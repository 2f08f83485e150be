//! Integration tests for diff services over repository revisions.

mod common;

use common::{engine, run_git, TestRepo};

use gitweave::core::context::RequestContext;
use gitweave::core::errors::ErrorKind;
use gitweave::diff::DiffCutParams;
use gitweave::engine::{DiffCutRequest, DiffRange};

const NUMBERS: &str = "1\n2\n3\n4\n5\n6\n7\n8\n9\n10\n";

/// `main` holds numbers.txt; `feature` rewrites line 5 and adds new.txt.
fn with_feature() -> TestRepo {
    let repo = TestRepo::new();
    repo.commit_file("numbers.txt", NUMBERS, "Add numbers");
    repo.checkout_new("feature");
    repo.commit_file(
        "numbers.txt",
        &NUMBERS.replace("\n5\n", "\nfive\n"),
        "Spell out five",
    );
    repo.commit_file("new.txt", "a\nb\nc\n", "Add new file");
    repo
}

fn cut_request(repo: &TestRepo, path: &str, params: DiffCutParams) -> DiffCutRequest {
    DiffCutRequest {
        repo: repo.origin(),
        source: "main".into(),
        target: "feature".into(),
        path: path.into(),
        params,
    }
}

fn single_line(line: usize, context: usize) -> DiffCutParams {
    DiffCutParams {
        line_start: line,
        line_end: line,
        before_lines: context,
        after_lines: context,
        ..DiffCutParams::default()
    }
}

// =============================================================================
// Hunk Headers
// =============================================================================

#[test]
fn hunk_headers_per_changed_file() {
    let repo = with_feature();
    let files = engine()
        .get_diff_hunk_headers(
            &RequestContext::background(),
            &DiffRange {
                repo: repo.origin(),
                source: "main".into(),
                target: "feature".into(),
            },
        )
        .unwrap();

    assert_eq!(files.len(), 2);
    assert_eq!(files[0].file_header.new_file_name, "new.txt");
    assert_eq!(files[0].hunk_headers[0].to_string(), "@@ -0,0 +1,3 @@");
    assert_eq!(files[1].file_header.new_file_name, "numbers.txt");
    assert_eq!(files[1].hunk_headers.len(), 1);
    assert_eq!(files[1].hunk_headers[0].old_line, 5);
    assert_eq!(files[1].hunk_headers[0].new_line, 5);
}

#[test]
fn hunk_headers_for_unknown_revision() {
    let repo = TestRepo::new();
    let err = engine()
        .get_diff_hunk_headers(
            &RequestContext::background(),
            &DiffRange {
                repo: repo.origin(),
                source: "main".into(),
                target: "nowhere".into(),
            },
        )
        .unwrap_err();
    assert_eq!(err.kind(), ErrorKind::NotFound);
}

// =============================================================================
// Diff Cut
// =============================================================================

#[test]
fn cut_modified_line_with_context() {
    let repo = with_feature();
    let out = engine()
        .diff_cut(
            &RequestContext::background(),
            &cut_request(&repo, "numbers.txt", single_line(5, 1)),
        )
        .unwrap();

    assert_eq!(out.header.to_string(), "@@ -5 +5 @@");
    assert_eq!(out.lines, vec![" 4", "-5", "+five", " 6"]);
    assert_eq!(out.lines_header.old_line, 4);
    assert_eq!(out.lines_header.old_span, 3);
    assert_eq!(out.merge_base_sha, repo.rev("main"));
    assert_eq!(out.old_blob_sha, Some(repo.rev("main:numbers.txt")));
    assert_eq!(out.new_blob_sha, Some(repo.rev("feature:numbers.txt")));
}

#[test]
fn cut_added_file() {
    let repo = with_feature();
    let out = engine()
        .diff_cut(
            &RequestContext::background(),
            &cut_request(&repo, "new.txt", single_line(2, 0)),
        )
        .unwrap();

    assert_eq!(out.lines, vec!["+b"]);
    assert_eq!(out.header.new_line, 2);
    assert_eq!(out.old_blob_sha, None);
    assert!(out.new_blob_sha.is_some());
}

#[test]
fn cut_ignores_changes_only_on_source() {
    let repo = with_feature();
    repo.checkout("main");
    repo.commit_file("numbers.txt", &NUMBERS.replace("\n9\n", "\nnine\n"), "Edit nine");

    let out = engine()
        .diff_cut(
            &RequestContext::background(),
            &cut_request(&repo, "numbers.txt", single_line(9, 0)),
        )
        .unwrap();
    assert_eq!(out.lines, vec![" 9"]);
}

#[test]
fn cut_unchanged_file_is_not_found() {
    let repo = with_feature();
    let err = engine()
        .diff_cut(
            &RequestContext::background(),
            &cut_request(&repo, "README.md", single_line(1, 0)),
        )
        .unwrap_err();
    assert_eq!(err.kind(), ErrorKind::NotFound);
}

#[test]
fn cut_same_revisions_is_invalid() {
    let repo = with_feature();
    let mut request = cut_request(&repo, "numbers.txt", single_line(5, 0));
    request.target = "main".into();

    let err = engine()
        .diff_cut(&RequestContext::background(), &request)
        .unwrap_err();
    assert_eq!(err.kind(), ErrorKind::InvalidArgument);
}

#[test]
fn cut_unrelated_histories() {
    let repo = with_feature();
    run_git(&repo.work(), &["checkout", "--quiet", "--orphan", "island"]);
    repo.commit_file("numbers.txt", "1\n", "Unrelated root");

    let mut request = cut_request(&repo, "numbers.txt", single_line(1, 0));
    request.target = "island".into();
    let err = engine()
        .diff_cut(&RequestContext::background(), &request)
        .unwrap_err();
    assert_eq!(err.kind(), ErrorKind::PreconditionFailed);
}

...

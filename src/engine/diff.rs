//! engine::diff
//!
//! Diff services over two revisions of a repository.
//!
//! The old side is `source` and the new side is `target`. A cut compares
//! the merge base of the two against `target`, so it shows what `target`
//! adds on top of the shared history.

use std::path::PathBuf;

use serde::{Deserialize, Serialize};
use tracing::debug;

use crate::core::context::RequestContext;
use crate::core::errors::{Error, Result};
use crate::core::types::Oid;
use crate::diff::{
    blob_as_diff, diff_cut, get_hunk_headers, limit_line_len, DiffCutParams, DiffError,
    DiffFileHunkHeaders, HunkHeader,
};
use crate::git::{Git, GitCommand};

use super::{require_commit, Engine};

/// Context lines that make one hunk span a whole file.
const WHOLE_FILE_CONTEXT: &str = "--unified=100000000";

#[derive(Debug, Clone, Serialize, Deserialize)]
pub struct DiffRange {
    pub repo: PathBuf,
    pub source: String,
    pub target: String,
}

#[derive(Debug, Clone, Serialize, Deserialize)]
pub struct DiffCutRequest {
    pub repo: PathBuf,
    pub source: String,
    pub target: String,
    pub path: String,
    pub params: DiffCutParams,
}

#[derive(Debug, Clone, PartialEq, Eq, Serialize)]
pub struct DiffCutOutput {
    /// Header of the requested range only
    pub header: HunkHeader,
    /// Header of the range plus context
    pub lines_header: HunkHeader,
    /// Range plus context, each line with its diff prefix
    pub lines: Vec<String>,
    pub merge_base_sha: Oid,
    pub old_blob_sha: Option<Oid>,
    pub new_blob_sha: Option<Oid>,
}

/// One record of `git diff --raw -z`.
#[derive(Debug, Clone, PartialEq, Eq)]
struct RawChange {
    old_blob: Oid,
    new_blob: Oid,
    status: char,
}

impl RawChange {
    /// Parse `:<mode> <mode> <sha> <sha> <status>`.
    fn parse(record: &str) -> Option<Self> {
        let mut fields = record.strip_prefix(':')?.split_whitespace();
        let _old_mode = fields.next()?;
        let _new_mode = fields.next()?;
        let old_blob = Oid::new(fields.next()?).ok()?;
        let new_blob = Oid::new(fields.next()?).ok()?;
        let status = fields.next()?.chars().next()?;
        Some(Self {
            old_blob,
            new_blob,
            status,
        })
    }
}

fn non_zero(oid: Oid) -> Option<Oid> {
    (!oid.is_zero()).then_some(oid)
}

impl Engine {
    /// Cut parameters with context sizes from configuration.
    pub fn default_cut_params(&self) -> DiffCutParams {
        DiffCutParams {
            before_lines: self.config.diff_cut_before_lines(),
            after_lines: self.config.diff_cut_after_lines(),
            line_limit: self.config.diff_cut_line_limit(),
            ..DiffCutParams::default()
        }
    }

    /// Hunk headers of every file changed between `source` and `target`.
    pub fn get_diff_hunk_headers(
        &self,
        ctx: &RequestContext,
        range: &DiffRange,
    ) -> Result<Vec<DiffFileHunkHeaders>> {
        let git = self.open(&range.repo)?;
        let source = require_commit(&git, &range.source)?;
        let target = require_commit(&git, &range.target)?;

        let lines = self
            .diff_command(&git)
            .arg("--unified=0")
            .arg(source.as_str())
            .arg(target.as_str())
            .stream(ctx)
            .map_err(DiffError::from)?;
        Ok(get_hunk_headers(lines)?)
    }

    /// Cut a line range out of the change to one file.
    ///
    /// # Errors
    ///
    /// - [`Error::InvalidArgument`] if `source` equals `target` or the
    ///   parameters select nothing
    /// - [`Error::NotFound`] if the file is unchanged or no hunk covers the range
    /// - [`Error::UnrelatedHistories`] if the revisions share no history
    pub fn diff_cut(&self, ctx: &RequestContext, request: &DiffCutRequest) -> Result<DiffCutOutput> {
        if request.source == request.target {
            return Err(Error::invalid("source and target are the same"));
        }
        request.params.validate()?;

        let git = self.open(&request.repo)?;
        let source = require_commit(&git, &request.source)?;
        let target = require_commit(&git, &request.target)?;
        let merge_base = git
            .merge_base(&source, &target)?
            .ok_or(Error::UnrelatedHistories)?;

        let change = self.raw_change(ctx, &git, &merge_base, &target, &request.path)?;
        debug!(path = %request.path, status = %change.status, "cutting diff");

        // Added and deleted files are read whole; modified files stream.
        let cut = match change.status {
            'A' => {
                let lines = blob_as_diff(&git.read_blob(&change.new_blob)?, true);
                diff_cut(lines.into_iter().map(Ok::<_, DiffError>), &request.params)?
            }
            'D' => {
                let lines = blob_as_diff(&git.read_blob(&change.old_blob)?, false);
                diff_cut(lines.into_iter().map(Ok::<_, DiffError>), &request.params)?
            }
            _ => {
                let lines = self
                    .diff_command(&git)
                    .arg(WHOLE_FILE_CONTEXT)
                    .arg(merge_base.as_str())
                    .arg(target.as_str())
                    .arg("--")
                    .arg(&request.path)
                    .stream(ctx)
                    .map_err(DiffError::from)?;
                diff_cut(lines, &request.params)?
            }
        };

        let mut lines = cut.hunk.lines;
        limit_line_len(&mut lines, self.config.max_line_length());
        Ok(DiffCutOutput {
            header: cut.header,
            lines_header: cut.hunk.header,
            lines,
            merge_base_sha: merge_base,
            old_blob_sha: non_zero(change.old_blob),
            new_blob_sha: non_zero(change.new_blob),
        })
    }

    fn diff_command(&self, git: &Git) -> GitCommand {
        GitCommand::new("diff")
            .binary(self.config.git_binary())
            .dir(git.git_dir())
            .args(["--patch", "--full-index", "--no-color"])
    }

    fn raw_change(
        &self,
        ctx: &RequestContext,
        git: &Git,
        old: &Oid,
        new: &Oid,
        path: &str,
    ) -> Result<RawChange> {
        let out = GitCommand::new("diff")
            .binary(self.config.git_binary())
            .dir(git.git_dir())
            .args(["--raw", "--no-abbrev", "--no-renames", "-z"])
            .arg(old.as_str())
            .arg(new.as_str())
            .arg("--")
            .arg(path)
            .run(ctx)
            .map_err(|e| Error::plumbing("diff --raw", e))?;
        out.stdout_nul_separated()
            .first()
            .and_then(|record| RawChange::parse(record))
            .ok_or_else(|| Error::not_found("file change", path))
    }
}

## About this exercise
Note every line of the entries in which "Clone" appears, and copy it down.

## Answer to the problem
#[derive(Debug, Clone, Serialize, Deserialize)]
#[derive(Debug, Clone, Serialize, Deserialize)]
#[derive(Debug, Clone, PartialEq, Eq, Serialize)]
#[derive(Debug, Clone, PartialEq, Eq)]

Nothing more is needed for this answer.